Skip to content
Search ESC

The Hidden Duplex Problem in Realtime Voice Agents

2026-05-26 · 7 min read · Igor Bobriakov

A voice agent that speaks still needs to listen.

That sounds obvious until the first live test.

The agent starts answering. A person interrupts. Another person adds context. Someone says “stop.” Someone else changes the question while the agent is halfway through its response.

Now the system has a harder problem than speech generation. It needs a duplex policy: how to listen while speaking, when to yield, when to stop, when to ignore noise, and when to hand the floor back to a person.

Without that policy, voice agents become socially awkward at best and operationally risky at worst.

The Demo Hides The Duplex Problem

Most demos are polite. The user asks. The agent answers. The user waits.

Meetings are not that tidy.

People interrupt because the answer is wrong, because they already got what they needed, because a more urgent point arrived, or because the agent should not be answering at all.

If the system treats speaking as a locked state, it misses those signals. If it treats every interruption as a new command, it becomes chaotic.

The system needs to decide what kind of interruption it is hearing.
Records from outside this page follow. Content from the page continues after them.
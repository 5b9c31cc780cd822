// Copyright (c) 2025 Ronan LE MEILLAT, SCTG Development
// This file is part of the rust-sensor-monitor project and is licensed under the
// SCTG Development Non-Commercial License v1.0 (see LICENSE.md for details).

use chrono::{DateTime, Utc};

/// Outcome of the latest sensor status read.
///
/// A success only flips `is_connected` back on; the last failure is kept so
/// API consumers can see that the link recently dropped.
#[derive(Debug, Clone, PartialEq)]
pub struct ConnectionHealth {
    pub is_connected: bool,
    pub last_failure_time: Option<DateTime<Utc>>,
    pub last_failure_message: Option<String>,
}

impl Default for ConnectionHealth {
    fn default() -> Self {
        Self {
            is_connected: true,
            last_failure_time: None,
            last_failure_message: None,
        }
    }
}

impl ConnectionHealth {
    pub fn record_success(&mut self) {
        self.is_connected = true;
    }

    pub fn record_failure(&mut self, at: DateTime<Utc>, message: impl Into<String>) {
        self.is_connected = false;
        self.last_failure_time = Some(at);
        self.last_failure_message = Some(message.into());
    }
}
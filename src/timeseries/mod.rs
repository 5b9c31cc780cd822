// Copyright (c) 2025 Ronan LE MEILLAT, SCTG Development
// This file is part of the rust-sensor-monitor project and is licensed under the
// SCTG Development Non-Commercial License v1.0 (see LICENSE.md for details).

//! Time-series core
//!
//! This module turns raw timestamped readings into query results:
//!
//! - [`validation`]: whitelists raw query and control parameters
//! - [`time_range`]: resolves explicit bounds or timescale tokens into a [`types::TimeRange`]
//! - [`aggregation`]: epoch-aligned bucketing with per-bucket means
//! - [`statistics`]: descriptive statistics with empty-range fallbacks
//! - [`service`]: the query pipeline tying the above to a reading store
//!
//! Everything except [`service`] is pure and can be called concurrently
//! without locking.

pub mod aggregation;
pub mod service;
pub mod statistics;
pub mod time_range;
pub mod types;
pub mod validation;

pub use aggregation::{aggregate, Granularity};
pub use service::TemperatureService;
pub use statistics::{summarize, StatsSummary};
pub use time_range::{resolve, Timescale};
pub use types::{AggregatedPoint, Reading, TimeRange};
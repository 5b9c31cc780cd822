// Copyright (c) 2025 Ronan LE MEILLAT, SCTG Development
// This file is part of the rust-sensor-monitor project and is licensed under the
// SCTG Development Non-Commercial License v1.0 (see LICENSE.md for details).

//! Configuration management for the sensor monitor
//!
//! The configuration is backed by a YAML file and validated against an
//! embedded JSON schema before being deserialized.
//!
//! ## Configuration Structure
//!
//! - `visualization`: HTTP API server
//! - `modbus`: hosted sensor simulator (Modbus TCP server)
//! - `sensor`: Modbus TCP endpoint the collector and the controller talk to
//! - `acquisition`: background polling collector
//! - `storage`: SQLite reading store
//!
//! ## Usage
//!
//! ```no_run
//! use rust_sensor_monitor::config::Config;
//! use std::path::Path;
//!
//! // Load config from file, creates a default if not found
//! let mut config = Config::from_file(Path::new("config.yaml")).unwrap();
//!
//! // Apply command line overrides if needed
//! config.apply_args(
//!     Some(8081),                  // Web port
//!     Some("0.0.0.0".to_string()), // Web address
//!     Some(false),                 // Disable the hosted simulator
//!     None,                        // Modbus port
//!     Some("10.0.0.12".to_string()), // Sensor address
//!     Some(502),                   // Sensor port
//!     None,                        // Database path
//!     Some(500),                   // Poll interval in ms
//! );
//!
//! println!("Server port: {}", config.visualization.port);
//! ```

pub mod acquisition;
pub mod modbus;
pub mod sensor;
pub mod storage;
pub mod utils;
pub mod visualization;

use std::fs::{self, File};
use std::io::Write;
use std::path::Path;

use anyhow::{Context, Result};
use log::{debug, error};
use serde::{Deserialize, Serialize};

pub use acquisition::AcquisitionConfig;
pub use modbus::ModbusConfig;
pub use sensor::SensorConfig;
pub use storage::StorageConfig;
pub use utils::{is_valid_ip_address, output_config_schema, CONFIG_SCHEMA};
pub use visualization::VisualizationConfig;

/// Root configuration structure.
///
/// Every section falls back to its defaults when absent from the file, so an
/// empty YAML document is a valid configuration.
#[derive(Debug, Clone, Default, PartialEq, Serialize, Deserialize)]
pub struct Config {
    /// HTTP API server settings.
    #[serde(default)]
    pub visualization: VisualizationConfig,

    /// Hosted simulator settings.
    #[serde(default)]
    pub modbus: ModbusConfig,

    /// Sensor endpoint settings.
    #[serde(default)]
    pub sensor: SensorConfig,

    /// Collector settings.
    #[serde(default)]
    pub acquisition: AcquisitionConfig,

    #[serde(default)]
    pub storage: StorageConfig,
}

impl Config {
    /// Helper method to create a sample config file when validation fails
    fn create_sample_config<P: AsRef<Path>>(path: P) -> Result<()> {
        let path = path.as_ref();
        let sample_path = path.with_extension("sample.yaml");
        debug!("Creating sample configuration file at {:?}", sample_path);

        if let Some(parent) = sample_path.parent() {
            if !parent.as_os_str().is_empty() && !parent.exists() {
                debug!("Creating parent directory: {:?}", parent);
                fs::create_dir_all(parent).with_context(|| {
                    format!(
                        "Failed to create parent directory for sample config at {:?}",
                        parent
                    )
                })?;
            }
        }

        Self::default()
            .save_to_file(&sample_path)
            .with_context(|| format!("Failed to save sample config to {:?}", sample_path))?;

        error!(
            "Sample configuration file created at {:?}\nPlease edit and rename it",
            sample_path
        );
        Ok(())
    }

    /// Load configuration from a file
    ///
    /// A missing file is created with the default configuration. When the
    /// file fails validation a `<name>.sample.yaml` holding the defaults is
    /// written next to it and an error is returned.
    pub fn from_file<P: AsRef<Path>>(path: P) -> Result<Self> {
        let path = path.as_ref();
        if !path.exists() {
            debug!(
                "Configuration file not found at {:?}, creating default",
                path
            );
            let default_config = Self::default();
            default_config.save_to_file(path)?;
            return Ok(default_config);
        }

        debug!("Loading configuration from {:?}", path);
        let contents = fs::read_to_string(path)
            .with_context(|| format!("Failed to read configuration file at {:?}", path))?;

        let config = match Self::from_yaml_str(&contents) {
            Ok(config) => config,
            Err(err) => {
                error!("Configuration error in {}: {:#}", path.display(), err);
                if let Err(e) = Self::create_sample_config(path) {
                    error!("Failed to create sample config: {:#}", e);
                }
                return Err(err.context(format!(
                    "Invalid configuration file {}",
                    path.display()
                )));
            }
        };

        Ok(config)
    }

    /// Parse, schema-validate and check a YAML document
    pub fn from_yaml_str(contents: &str) -> Result<Self> {
        let yaml_value: serde_yml::Value =
            serde_yml::from_str(contents).context("Failed to parse YAML configuration")?;

        // An empty document is a null value; treat it as an empty mapping
        let json_value = match serde_json::to_value(&yaml_value)
            .context("Failed to convert YAML to JSON for validation")?
        {
            serde_json::Value::Null => serde_json::Value::Object(Default::default()),
            value => value,
        };

        let schema: serde_json::Value =
            serde_json::from_str(CONFIG_SCHEMA).context("Failed to parse JSON schema")?;
        let validator = jsonschema::draft202012::options()
            .should_validate_formats(true)
            .build(&schema)
            .context("Failed to build JSON schema validator")?;

        debug!("Validating configuration against schema");
        if let Err(error) = validator.validate(&json_value) {
            anyhow::bail!("Configuration validation failed: {}", error);
        }

        let config: Config = serde_json::from_value(json_value)
            .context("Failed to deserialize configuration")?;

        utils::validate_specific_rules(&config)?;

        Ok(config)
    }

    /// Save the configuration to a file
    pub fn save_to_file<P: AsRef<Path>>(&self, path: P) -> Result<()> {
        let yaml =
            serde_yml::to_string(self).context("Failed to serialize configuration to YAML")?;

        let mut file = File::create(path.as_ref())
            .with_context(|| format!("Failed to create config file at {:?}", path.as_ref()))?;

        file.write_all(yaml.as_bytes())
            .with_context(|| format!("Failed to write configuration to {:?}", path.as_ref()))?;

        Ok(())
    }

    /// Apply command line arguments to override configuration values.
    ///
    /// Only the provided values override the loaded configuration.
    #[allow(clippy::too_many_arguments)]
    pub fn apply_args(
        &mut self,
        web_port: Option<u16>,
        web_address: Option<String>,
        modbus_enabled: Option<bool>,
        modbus_port: Option<u16>,
        sensor_address: Option<String>,
        sensor_port: Option<u16>,
        database: Option<String>,
        interval_ms: Option<u64>,
    ) {
        if let Some(web_port) = web_port {
            debug!("Overriding port from command line: {}", web_port);
            self.visualization.port = web_port;
        }

        if let Some(web_address) = web_address {
            debug!("Overriding address from command line: {}", web_address);
            self.visualization.address = web_address;
        }

        if let Some(enabled) = modbus_enabled {
            debug!("Overriding Modbus enabled from command line: {}", enabled);
            self.modbus.enabled = enabled;
        }
        if let Some(port) = modbus_port {
            debug!("Overriding Modbus port from command line: {}", port);
            self.modbus.port = port;
        }

        if let Some(address) = sensor_address {
            debug!("Overriding sensor address from command line: {}", address);
            self.sensor.address = address;
        }
        if let Some(port) = sensor_port {
            debug!("Overriding sensor port from command line: {}", port);
            self.sensor.port = port;
        }

        if let Some(database) = database {
            debug!("Overriding database path from command line: {}", database);
            self.storage.database_path = database;
        }

        if let Some(interval_ms) = interval_ms {
            debug!("Overriding poll interval from command line: {}", interval_ms);
            self.acquisition.interval_ms = interval_ms;
        }
    }
}

#[cfg(test)]
mod tests {
    use super::*;

    #[test]
    fn test_empty_document_yields_defaults() {
        let config = Config::from_yaml_str("").unwrap();
        assert_eq!(config, Config::default());
    }

    #[test]
    fn test_partial_section_keeps_other_defaults() {
        let config = Config::from_yaml_str("sensor:\n  port: 1502\n").unwrap();
        assert_eq!(config.sensor.port, 1502);
        assert_eq!(config.sensor.slave_id, 1);
        assert_eq!(config.visualization, VisualizationConfig::default());
    }

    #[test]
    fn test_default_config_round_trips_through_yaml() {
        let yaml = serde_yml::to_string(&Config::default()).unwrap();
        assert_eq!(Config::from_yaml_str(&yaml).unwrap(), Config::default());
    }

    #[test]
    fn test_sensor_host_name_is_accepted() {
        let config = Config::from_yaml_str("sensor:\n  address: modbus-sensor-simulator\n").unwrap();
        assert_eq!(config.sensor.address, "modbus-sensor-simulator");
    }

    #[test]
    fn test_unknown_key_is_rejected() {
        let err = Config::from_yaml_str("visualization:\n  hmac_secret: x\n").unwrap_err();
        assert!(err.to_string().contains("validation failed"));
    }

    #[test]
    fn test_apply_args_overrides_only_given_values() {
        let mut config = Config::default();
        config.apply_args(
            Some(8081),
            None,
            Some(false),
            None,
            Some("10.0.0.2".to_string()),
            None,
            Some("/tmp/readings.db".to_string()),
            Some(250),
        );

        assert_eq!(config.visualization.port, 8081);
        assert_eq!(config.visualization.address, "127.0.0.1");
        assert!(!config.modbus.enabled);
        assert_eq!(config.modbus.port, 5020);
        assert_eq!(config.sensor.address, "10.0.0.2");
        assert_eq!(config.storage.database_path, "/tmp/readings.db");
        assert_eq!(config.acquisition.interval_ms, 250);
    }
}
Interruption Is Not One Behavior

Interruption can mean several different things:

  • stop talking
  • correct the previous context
  • ask a follow-up
  • change topic
  • revoke consent
  • hand the question to a human
  • add a note without speaking

Those cases should not route through the same handler.

A business voice agent needs a policy layer that maps interruption types to allowed actions.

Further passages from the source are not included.